DATASET EXCERPTS Start Marker

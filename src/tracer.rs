//! Ray tracing through shards
//!
//! Each ray is marched from hit to hit against every shard edge. At each hit it refracts by
//! Snell's law, or reflects on total internal reflection, until it escapes or runs out of
//! bounces.

use serde::{Deserialize, Serialize};

use crate::{
    geometry,
    light::{Channel, LightSource},
    objects::{Hittable, ShardList},
    Point, Ray,
};

/// A polyline traced by one ray, tagged with its channel
#[derive(Debug, Clone, PartialEq)]
pub struct TracedPath {
    pub channel: Channel,
    /// Starts at the light source, one more point per bounce
    pub points: Vec<Point>,
}
impl TracedPath {
    pub fn color(&self) -> [u8; 3] {
        self.channel.primary()
    }
}

/// A traced path plus the shards it struck, in order
#[derive(Debug, Clone, PartialEq)]
pub struct Trace {
    pub path: TracedPath,
    pub hits: Vec<usize>,
}

/// Tracer Config
#[derive(Debug, Clone, Serialize, Deserialize)]
#[serde(default)]
pub struct TracerConfig {
    pub max_bounces: usize,
    pub rays_per_source: usize,
    pub far_distance: f64,
    pub spin_rate: f64,
    pub parallel: bool,
}
impl Default for TracerConfig {
    fn default() -> Self {
        Self {
            max_bounces: 8,
            rays_per_source: 150,
            far_distance: 2000.0,
            spin_rate: 0.01,
            parallel: true,
        }
    }
}

/// Casts fans of rays from light sources
#[derive(Debug, Clone)]
pub struct Tracer {
    pub max_bounces: usize,
    pub rays_per_source: usize,
    /// Longer than the visible field, so missing everything and leaving the field coincide
    pub far_distance: f64,
    /// Rotation of the whole fan, in degrees per time unit
    pub spin_rate: f64,
    pub parallel: bool,
}
impl Default for Tracer {
    fn default() -> Self {
        Self::from_config(TracerConfig::default())
    }
}
impl Tracer {
    pub fn from_config(config: TracerConfig) -> Self {
        Self {
            max_bounces: config.max_bounces,
            rays_per_source: config.rays_per_source,
            far_distance: config.far_distance,
            spin_rate: config.spin_rate,
            parallel: config.parallel,
        }
    }

    /// Whole-degree angular step between sampled rays
    pub fn angle_step(&self) -> usize {
        (360 / self.rays_per_source.max(1)).max(1)
    }

    /// Emission angles in degrees, all rotated by the same drift for `time`
    pub fn angles(&self, time: f64) -> impl Iterator<Item = f64> {
        let spin = time * self.spin_rate;
        (0..360)
            .step_by(self.angle_step())
            .map(move |angle| angle as f64 + spin)
    }

    /// Every ray a light emits at `time`, channel by channel
    pub fn rays<'a>(
        &'a self,
        light: &'a LightSource,
        time: f64,
    ) -> impl Iterator<Item = (Ray, Channel)> + 'a {
        light.channels().flat_map(move |channel| {
            self.angles(time)
                .map(move |angle| (Ray::from_angle(light.position, angle), channel))
        })
    }

    /// Follow one ray through the shards
    ///
    /// Shards are only read; the caller feeds `hits` back into their energy.
    pub fn trace(&self, shards: &ShardList, ray: Ray, channel: Channel) -> Trace {
        let mut ray = ray;
        let mut points = vec![ray.orig];
        let mut hits = Vec::new();

        for _ in 0..self.max_bounces {
            let hr = match shards.try_hit(&ray, self.far_distance, self.far_distance) {
                Some(hr) => hr,
                None => {
                    points.push(ray.get(self.far_distance));
                    break;
                }
            };
            points.push(hr.p);
            hits.push(hr.shard);

            let index = shards.0[hr.shard].current_index() * channel.dispersion();
            let eta = if hr.front_face { 1.0 / index } else { index };

            let direction = geometry::refract(&ray.dir, &hr.normal, eta)
                .unwrap_or_else(|| geometry::reflect(&ray.dir, &hr.normal));
            ray = Ray::new(hr.p, direction);
        }

        Trace {
            path: TracedPath { channel, points },
            hits,
        }
    }

    /// Trace every ray of one light
    pub fn cast_source(&self, shards: &ShardList, light: &LightSource, time: f64) -> Vec<Trace> {
        self.rays(light, time)
            .map(|(ray, channel)| self.trace(shards, ray, channel))
            .collect()
    }
}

DATASET EXCERPTS End Marker

* PROBLEM:
Copy the records above. Leave out nothing.

* ANSWER BOX:
filename src/tracer.rs
//! Ray tracing through shards
//!
//! Each ray is marched from hit to hit against every shard edge. At each hit it refracts by
//! Snell's law, or reflects on total internal reflection, until it escapes or runs out of
//! bounces.

use serde::{Deserialize, Serialize};

use crate::{
    geometry,
    light::{Channel, LightSource},
    objects::{Hittable, ShardList},
    Point, Ray,
};

/// A polyline traced by one ray, tagged with its channel
#[derive(Debug, Clone, PartialEq)]
pub struct TracedPath {
    pub channel: Channel,
    /// Starts at the light source, one more point per bounce
    pub points: Vec<Point>,
}
impl TracedPath {
    pub fn color(&self) -> [u8; 3] {
        self.channel.primary()
    }
}

/// A traced path plus the shards it struck, in order
#[derive(Debug, Clone, PartialEq)]
pub struct Trace {
    pub path: TracedPath,
    pub hits: Vec<usize>,
}

/// Tracer Config
#[derive(Debug, Clone, Serialize, Deserialize)]
#[serde(default)]
pub struct TracerConfig {
    pub max_bounces: usize,
    pub rays_per_source: usize,
    pub far_distance: f64,
    pub spin_rate: f64,
    pub parallel: bool,
}
impl Default for TracerConfig {
    fn default() -> Self {
        Self {
            max_bounces: 8,
            rays_per_source: 150,
            far_distance: 2000.0,
            spin_rate: 0.01,
            parallel: true,
        }
    }
}

/// Casts fans of rays from light sources
#[derive(Debug, Clone)]
pub struct Tracer {
    pub max_bounces: usize,
    pub rays_per_source: usize,
    /// Longer than the visible field, so missing everything and leaving the field coincide
    pub far_distance: f64,
    /// Rotation of the whole fan, in degrees per time unit
    pub spin_rate: f64,
    pub parallel: bool,
}
impl Default for Tracer {
    fn default() -> Self {
        Self::from_config(TracerConfig::default())
    }
}
impl Tracer {
    pub fn from_config(config: TracerConfig) -> Self {
        Self {
            max_bounces: config.max_bounces,
            rays_per_source: config.rays_per_source,
            far_distance: config.far_distance,
            spin_rate: config.spin_rate,
            parallel: config.parallel,
        }
    }

    /// Whole-degree angular step between sampled rays
    pub fn angle_step(&self) -> usize {
        (360 / self.rays_per_source.max(1)).max(1)
    }

    /// Emission angles in degrees, all rotated by the same drift for `time`
    pub fn angles(&self, time: f64) -> impl Iterator<Item = f64> {
        let spin = time * self.spin_rate;
        (0..360)
            .step_by(self.angle_step())
            .map(move |angle| angle as f64 + spin)
    }

    /// Every ray a light emits at `time`, channel by channel
    pub fn rays<'a>(
        &'a self,
        light: &'a LightSource,
        time: f64,
    ) -> impl Iterator<Item = (Ray, Channel)> + 'a {
        light.channels().flat_map(move |channel| {
            self.angles(time)
                .map(move |angle| (Ray::from_angle(light.position, angle), channel))
        })
    }

    /// Follow one ray through the shards
    ///
    /// Shards are only read; the caller feeds `hits` back into their energy.
    pub fn trace(&self, shards: &ShardList, ray: Ray, channel: Channel) -> Trace {
        let mut ray = ray;
        let mut points = vec![ray.orig];
        let mut hits = Vec::new();

        for _ in 0..self.max_bounces {
            let hr = match shards.try_hit(&ray, self.far_distance, self.far_distance) {
                Some(hr) => hr,
                None => {
                    points.push(ray.get(self.far_distance));
                    break;
                }
            };
            points.push(hr.p);
            hits.push(hr.shard);

            let index = shards.0[hr.shard].current_index() * channel.dispersion();
            let eta = if hr.front_face { 1.0 / index } else { index };

            let direction = geometry::refract(&ray.dir, &hr.normal, eta)
                .unwrap_or_else(|| geometry::reflect(&ray.dir, &hr.normal));
            ray = Ray::new(hr.p, direction);
        }

        Trace {
            path: TracedPath { channel, points },
            hits,
        }
    }

    /// Trace every ray of one light
    pub fn cast_source(&self, shards: &ShardList, light: &LightSource, time: f64) -> Vec<Trace> {
        self.rays(light, time)
            .map(|(ray, channel)| self.trace(shards, ray, channel))
            .collect()
    }
}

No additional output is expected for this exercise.